Below are records; copy every line among them that contains the word "independent".
*** Opening INPUT DATA ***
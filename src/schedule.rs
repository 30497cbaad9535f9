use crate::activity::Activity;
use crate::activity_validation;
use crate::calculations::backward_pass::BackwardPass as CalcBackwardPass;
use crate::calculations::forward_pass::ForwardPass as CalcForwardPass;
use crate::graph::activity_dag::ActivityDag;
use chrono::{Local, NaiveDate};
use polars::prelude::{DataFrame, PolarsResult};
use rayon::prelude::*;
use serde::{Deserialize, Serialize};
use std::collections::HashSet;
use thiserror::Error;
use tracing::debug;

#[derive(Debug, Clone, PartialEq, Eq, Error)]
pub enum ScheduleError {
    #[error("predecessor cycle through activities {activity_ids:?}")]
    CyclicDependency { activity_ids: Vec<i32> },
    #[error("duplicate activity id {id}")]
    DuplicateActivityId { id: i32 },
    #[error("activity {id} has invalid duration {duration_days} (must be at least 1 day)")]
    InvalidDuration { id: i32, duration_days: i64 },
    #[error("activity {id} references unknown predecessor {predecessor}")]
    DanglingPredecessor { id: i32, predecessor: i32 },
    #[error("activity {id} has no predecessors and no explicit start date")]
    MissingStartDate { id: i32 },
    #[error("activity {id} finishes beyond the supported date range")]
    DateOverflow { id: i32 },
}

/// Start date for activities with no resolvable predecessors and no explicit start.
#[derive(Debug, Clone, Copy, Default, PartialEq, Eq, Serialize, Deserialize)]
#[serde(tag = "mode", content = "date", rename_all = "snake_case")]
pub enum FallbackStart {
    /// The scheduler's reference date (today unless pinned).
    #[default]
    ReferenceDate,
    Fixed(NaiveDate),
    /// Fail with [`ScheduleError::MissingStartDate`].
    Reject,
}

/// Treatment of predecessor ids that are not part of the project.
#[derive(Debug, Clone, Copy, Default, PartialEq, Eq, Serialize, Deserialize)]
#[serde(rename_all = "snake_case")]
pub enum DanglingPolicy {
    #[default]
    Ignore,
    Reject,
}

#[derive(Debug, Clone, Copy, Default, PartialEq, Eq, Serialize, Deserialize)]
pub struct SchedulerConfig {
    #[serde(default)]
    pub fallback_start: FallbackStart,
    #[serde(default)]
    pub dangling: DanglingPolicy,
}

#[derive(Debug, Clone, PartialEq, Eq, Serialize, Deserialize)]
pub struct ScheduleSummary {
    pub activity_count: usize,
    pub critical_count: usize,
    /// Critical activity ids ordered by scheduled start, then id.
    pub critical_path: Vec<i32>,
    pub project_finish: NaiveDate,
}

impl ScheduleSummary {
    pub fn to_summary_line(&self) -> String {
        let mut parts = Vec::new();
        parts.push(format!("activities={}", self.activity_count));
        parts.push(format!("critical={}", self.critical_count));
        parts.push(format!("finish={}", self.project_finish));
        if !self.critical_path.is_empty() {
            let chain = self
                .critical_path
                .iter()
                .map(ToString::to_string)
                .collect::<Vec<_>>()
                .join("->");
            parts.push(format!("crit_path={}", chain));
        }
        parts.join(", ")
    }
}

/// Output of one scheduling pass: the input activities, in input order, with
/// every scheduler-owned field filled in.
#[derive(Debug, Clone, PartialEq)]
pub struct ScheduledProject {
    activities: Vec<Activity>,
    project_finish: NaiveDate,
}

impl ScheduledProject {
    pub fn activities(&self) -> &[Activity] {
        &self.activities
    }

    pub fn into_activities(self) -> Vec<Activity> {
        self.activities
    }

    pub fn project_finish(&self) -> NaiveDate {
        self.project_finish
    }

    pub fn get(&self, id: i32) -> Option<&Activity> {
        self.activities.iter().find(|a| a.id == id)
    }

    pub fn critical_activities(&self) -> impl Iterator<Item = &Activity> {
        self.activities
            .iter()
            .filter(|a| a.is_critical == Some(true))
    }

    pub fn summary(&self) -> ScheduleSummary {
        let mut critical: Vec<(NaiveDate, i32)> = self
            .critical_activities()
            .filter_map(|a| a.scheduled_start.map(|start| (start, a.id)))
            .collect();
        critical.sort();

        ScheduleSummary {
            activity_count: self.activities.len(),
            critical_count: critical.len(),
            critical_path: critical.into_iter().map(|(_, id)| id).collect(),
            project_finish: self.project_finish,
        }
    }

    /// Activities whose computed start is copied into `explicit_start_date`
    /// when they have no predecessors, so later passes keep the same anchor
    /// instead of re-reading the reference date.
    pub fn pin_root_starts(&self) -> Vec<Activity> {
        let ids: HashSet<i32> = self.activities.iter().map(|a| a.id).collect();
        self.activities
            .iter()
            .cloned()
            .map(|mut activity| {
                let is_root = !activity.predecessors.iter().any(|p| ids.contains(p));
                if is_root && activity.explicit_start_date.is_none() {
                    activity.explicit_start_date = activity.scheduled_start;
                }
                activity
            })
            .collect()
    }

    /// Tabular view for timeline rendering, one row per activity.
    pub fn to_dataframe(&self) -> PolarsResult<DataFrame> {
        Activity::to_dataframe(&self.activities)
    }
}

/// Critical-path scheduler over calendar days.
#[derive(Debug, Clone)]
pub struct ActivityScheduler {
    config: SchedulerConfig,
    reference_date: NaiveDate,
}

impl Default for ActivityScheduler {
    fn default() -> Self {
        Self::new(SchedulerConfig::default())
    }
}

impl ActivityScheduler {
    /// Scheduler whose reference date is today's local date.
    pub fn new(config: SchedulerConfig) -> Self {
        Self {
            config,
            reference_date: Local::now().date_naive(),
        }
    }

    /// Pin the reference date used for unanchored roots and empty projects.
    pub fn with_reference_date(mut self, date: NaiveDate) -> Self {
        self.reference_date = date;
        self
    }

    pub fn config(&self) -> &SchedulerConfig {
        &self.config
    }

    pub fn reference_date(&self) -> NaiveDate {
        self.reference_date
    }

    fn fallback_start(&self) -> Option<NaiveDate> {
        match self.config.fallback_start {
            FallbackStart::ReferenceDate => Some(self.reference_date),
            FallbackStart::Fixed(date) => Some(date),
            FallbackStart::Reject => None,
        }
    }

    /// Compute scheduled dates, slack and criticality for every activity.
    ///
    /// Fails without partial results on invalid input or a predecessor cycle.
    /// Previously computed fields on the input are ignored, so repeated calls
    /// on the same activities yield the same schedule.
    pub fn schedule(&self, activities: &[Activity]) -> Result<ScheduledProject, ScheduleError> {
        activity_validation::validate_activity_collection(activities, self.config.dangling)?;

        let dag = ActivityDag::build(activities);
        debug!(
            activities = dag.node_count(),
            dependencies = dag.edge_count(),
            "scheduling project"
        );

        let early_dates = CalcForwardPass::new(activities, &dag, self.fallback_start()).execute()?;

        let backward = CalcBackwardPass::new(&early_dates);
        let project_finish = backward.project_finish().unwrap_or(self.reference_date);
        let slack = backward.execute(project_finish);

        let scheduled = activities
            .iter()
            .cloned()
            .map(|mut activity| {
                activity.clear_schedule();
                if let Some(&(start, finish)) = early_dates.get(&activity.id) {
                    let slack_days = slack.get(&activity.id).copied().unwrap_or(0);
                    activity.scheduled_start = Some(start);
                    activity.scheduled_finish = Some(finish);
                    activity.slack_days = Some(slack_days);
                    activity.is_critical = Some(slack_days == 0);
                }
                activity
            })
            .collect::<Vec<_>>();

        debug!(%project_finish, "schedule computed");
        Ok(ScheduledProject {
            activities: scheduled,
            project_finish,
        })
    }

    /// Schedule independent projects in parallel; results keep input order.
    pub fn schedule_many(
        &self,
        projects: &[Vec<Activity>],
    ) -> Vec<Result<ScheduledProject, ScheduleError>> {
        projects
            .par_iter()
            .map(|activities| self.schedule(activities))
            .collect()
    }
}

/// Schedule with the default configuration anchored at today's date.
pub fn schedule_project(activities: &[Activity]) -> Result<ScheduledProject, ScheduleError> {
    ActivityScheduler::default().schedule(activities)
}

/// Parallel counterpart of [`schedule_project`] for independent snapshots.
pub fn schedule_projects(projects: &[Vec<Activity>]) -> Vec<Result<ScheduledProject, ScheduleError>> {
    ActivityScheduler::default().schedule_many(projects)
}
use chrono::NaiveDate;
use std::collections::HashMap;

/// Slack as the distance from each activity's finish to the project finish.
///
/// This is not successor-based total float: an activity whose chain ends
/// early shows the full gap to the latest finish in the project.
pub struct BackwardPass<'a> {
    early_dates: &'a HashMap<i32, (NaiveDate, NaiveDate)>,
}

impl<'a> BackwardPass<'a> {
    pub fn new(early_dates: &'a HashMap<i32, (NaiveDate, NaiveDate)>) -> Self {
        Self { early_dates }
    }

    /// Latest early finish, or `None` for an empty project.
    pub fn project_finish(&self) -> Option<NaiveDate> {
        self.early_dates.values().map(|(_, finish)| *finish).max()
    }

    /// Slack days per activity id, floored at zero.
    pub fn execute(&self, project_finish: NaiveDate) -> HashMap<i32, i64> {
        self.early_dates
            .iter()
            .map(|(&id, &(_, finish))| {
                let slack = (project_finish - finish).num_days().max(0);
                (id, slack)
            })
            .collect()
    }
}

#[cfg(test)]
mod tests {
    use super::*;

    fn d(y: i32, m: u32, d: u32) -> NaiveDate {
        NaiveDate::from_ymd_opt(y, m, d).unwrap()
    }

    #[test]
    fn slack_measures_gap_to_latest_finish() {
        let early = HashMap::from([
            (1, (d(2025, 1, 15), d(2025, 1, 25))),
            (2, (d(2025, 1, 25), d(2025, 1, 30))),
        ]);
        let pass = BackwardPass::new(&early);
        let finish = pass.project_finish().unwrap();
        assert_eq!(finish, d(2025, 1, 30));
        let slack = pass.execute(finish);
        assert_eq!(slack[&1], 5);
        assert_eq!(slack[&2], 0);
    }

    #[test]
    fn finishes_past_the_horizon_are_floored() {
        let early = HashMap::from([(1, (d(2025, 1, 1), d(2025, 3, 1)))]);
        let slack = BackwardPass::new(&early).execute(d(2025, 2, 1));
        assert_eq!(slack[&1], 0);
    }

    #[test]
    fn empty_project_has_no_finish() {
        let early = HashMap::new();
        assert_eq!(BackwardPass::new(&early).project_finish(), None);
    }
}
*** Closing INPUT DATA ***
- [EXERCISE SOLUTION]:
    /// Schedule independent projects in parallel; results keep input order.
/// Parallel counterpart of [`schedule_project`] for independent snapshots.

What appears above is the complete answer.